If in the next few months, or maybe even weeks the Dow Jones sees a BEV value below its lows of last October, it won’t be good for stocks and bonds, but should be very positive for gold, silver, and hopefully the gold mining companies. This week, gold’s volatility closed at 0.63%. Hopefully gold in the weeks to come will continue rising, well above its last all-time highs of August 2020.




The current downtrend in the Dow Jones began on August 7th, and for the past two, almost three months it’s been all downhill.  Not an avalanche, but so far, a relentless deflation in valuation that has now taken the Dow Jones below its BEV -11% line at the close of this week.


One of two things are likely from here.  We could see a nice rebound from these levels.  I doubt the Dow Jones would rebound to a new all-time high, but a rebound back up to its BEV -5% line is possible.  What is also possible would be a sharp breakdown to much lower levels.

Looking at the Dow Jones in daily bars below, I see a clear pattern of selling into market strength, beginning in early August.  Since the highs of summer, an advance in the market has only invited selling, something known as Selling into Market Strength.  Such selling is not a bullish chart pattern, but more a pattern of the rats abandoning a sinking ship before the captain and crew are forced to.

The rats in this case are professional money managers, who sense the market is overvalued.  They want to lower their market risks, by locking in some profits by selling at the top.  Being responsible, meaning not desiring to trigger a major decline in the market, these market pros limit their selling to those times when buying is coming into the market, so as not to reinforce selling pressure during a market decline.  This prudent behavior is something we’d expect market pros to do.

That is how professional money managers behave at market tops.  Retail investors act differently; they like buying at market tops, and it’s their buying at this market top that the pros are most likely selling into.  But like other things in the market, I’m thinking about rising bond yields, that there are threshold levels that once crossed, results in rational people becoming irrational.
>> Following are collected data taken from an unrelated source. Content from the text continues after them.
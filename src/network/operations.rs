//! Outbound wire I/O: framed reads and writes plus the one-shot
//! request/response exchange every protocol interaction is built from.

use super::message::{MAX_MESSAGE_SIZE, Message};
use crate::error::{CoinError, Result};
use std::time::Duration;
use tokio::io::{AsyncRead, AsyncReadExt, AsyncWrite, AsyncWriteExt};
use tokio::net::TcpStream;
use tokio::time::timeout;
use tracing::debug;

/// Total budget for one connect/send/receive exchange with a peer.
pub const REQUEST_TIMEOUT: Duration = Duration::from_secs(10);

/// Write one framed message.
pub async fn write_message<W>(writer: &mut W, message: &Message) -> Result<()>
where
    W: AsyncWrite + Unpin,
{
    let frame = message.to_bytes()?;
    writer.write_all(&frame).await?;
    Ok(())
}

/// Read one framed message, looping until the declared length is consumed.
/// A clean end-of-stream before the prefix means the peer had nothing to
/// say and yields `None`.
pub async fn read_message<R>(reader: &mut R) -> Result<Option<Message>>
where
    R: AsyncRead + Unpin,
{
    let mut prefix = [0u8; 4];
    match reader.read_exact(&mut prefix).await {
        Ok(_) => {}
        Err(err) if err.kind() == std::io::ErrorKind::UnexpectedEof => return Ok(None),
        Err(err) => return Err(err.into()),
    }
    let length = u32::from_be_bytes(prefix) as usize;
    if length > MAX_MESSAGE_SIZE {
        return Err(CoinError::MalformedMessage(format!(
            "frame of {length} bytes exceeds the limit"
        )));
    }
    let mut body = vec![0u8; length];
    reader.read_exact(&mut body).await?;
    Ok(Some(serde_json::from_slice(&body)?))
}

/// Connect to `peer`, deliver `message`, and wait for an optional reply.
///
/// The whole exchange shares one [`REQUEST_TIMEOUT`] budget. Connection
/// refusal and timeout both surface as [`CoinError::PeerUnreachable`]; the
/// caller is expected to fold either into the peer's failure counter.
pub async fn send_request(peer: &str, message: &Message) -> Result<Option<Message>> {
    debug!(peer, message_type = ?message.message_type, "sending message");
    let exchange = async {
        let mut stream = TcpStream::connect(peer)
            .await
            .map_err(|err| CoinError::PeerUnreachable(format!("{peer}: {err}")))?;
        write_message(&mut stream, message).await?;
        read_message(&mut stream).await
    };
    match timeout(REQUEST_TIMEOUT, exchange).await {
        Ok(result) => result,
        Err(_) => Err(CoinError::PeerUnreachable(format!(
            "{peer}: request timed out"
        ))),
    }
}

#[cfg(test)]
mod tests {
    use super::*;

    #[tokio::test]
    async fn framed_round_trip_over_a_duplex_pipe() {
        let (mut client, mut server) = tokio::io::duplex(1024);
        let mut message = Message::ping();
        message.sender = "127.0.0.1:5000".to_string();

        write_message(&mut client, &message).await.unwrap();
        drop(client);

        let received = read_message(&mut server).await.unwrap().unwrap();
        assert_eq!(received, message);
        // Stream is exhausted afterwards.
        assert!(read_message(&mut server).await.unwrap().is_none());
    }

    #[tokio::test]
    async fn oversized_frames_are_rejected_before_allocation() {
        let (mut client, mut server) = tokio::io::duplex(64);
        let prefix = ((MAX_MESSAGE_SIZE + 1) as u32).to_be_bytes();
        client.write_all(&prefix).await.unwrap();
        drop(client);

        assert!(matches!(
            read_message(&mut server).await,
            Err(CoinError::MalformedMessage(_))
        ));
    }

    #[tokio::test]
    async fn truncated_bodies_are_io_errors() {
        let (mut client, mut server) = tokio::io::duplex(64);
        client.write_all(&10u32.to_be_bytes()).await.unwrap();
        client.write_all(b"abc").await.unwrap();
        drop(client);

        assert!(read_message(&mut server).await.is_err());
    }

    #[tokio::test]
    async fn unreachable_peers_report_as_such() {
        // Grab an ephemeral port and release it so nothing is listening.
        let port = std::net::TcpListener::bind("127.0.0.1:0")
            .unwrap()
            .local_addr()
            .unwrap()
            .port();
        let result = send_request(&format!("127.0.0.1:{port}"), &Message::ping()).await;
        assert!(matches!(result, Err(CoinError::PeerUnreachable(_))));
    }
}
The last two weeks have been tough on the stock market.  However, to those looking for bargains in the market, the market is now inviting their attention, so I’m expecting some buying coming into the market next week.  What happens after that is key.  Do the pros once again sell into to this anticipated strength?  If so, we may see a breakdown in the market to much lower levels should retail investors finally join in the selling.

No guarantees with this.  As a market enthusiast, I’m just considering the possibilities the market has coming to it in the short term.  But supporting my pending market breakdown thesis is the action at the NYSE, with its 52Wk High–Lows Net in the table below.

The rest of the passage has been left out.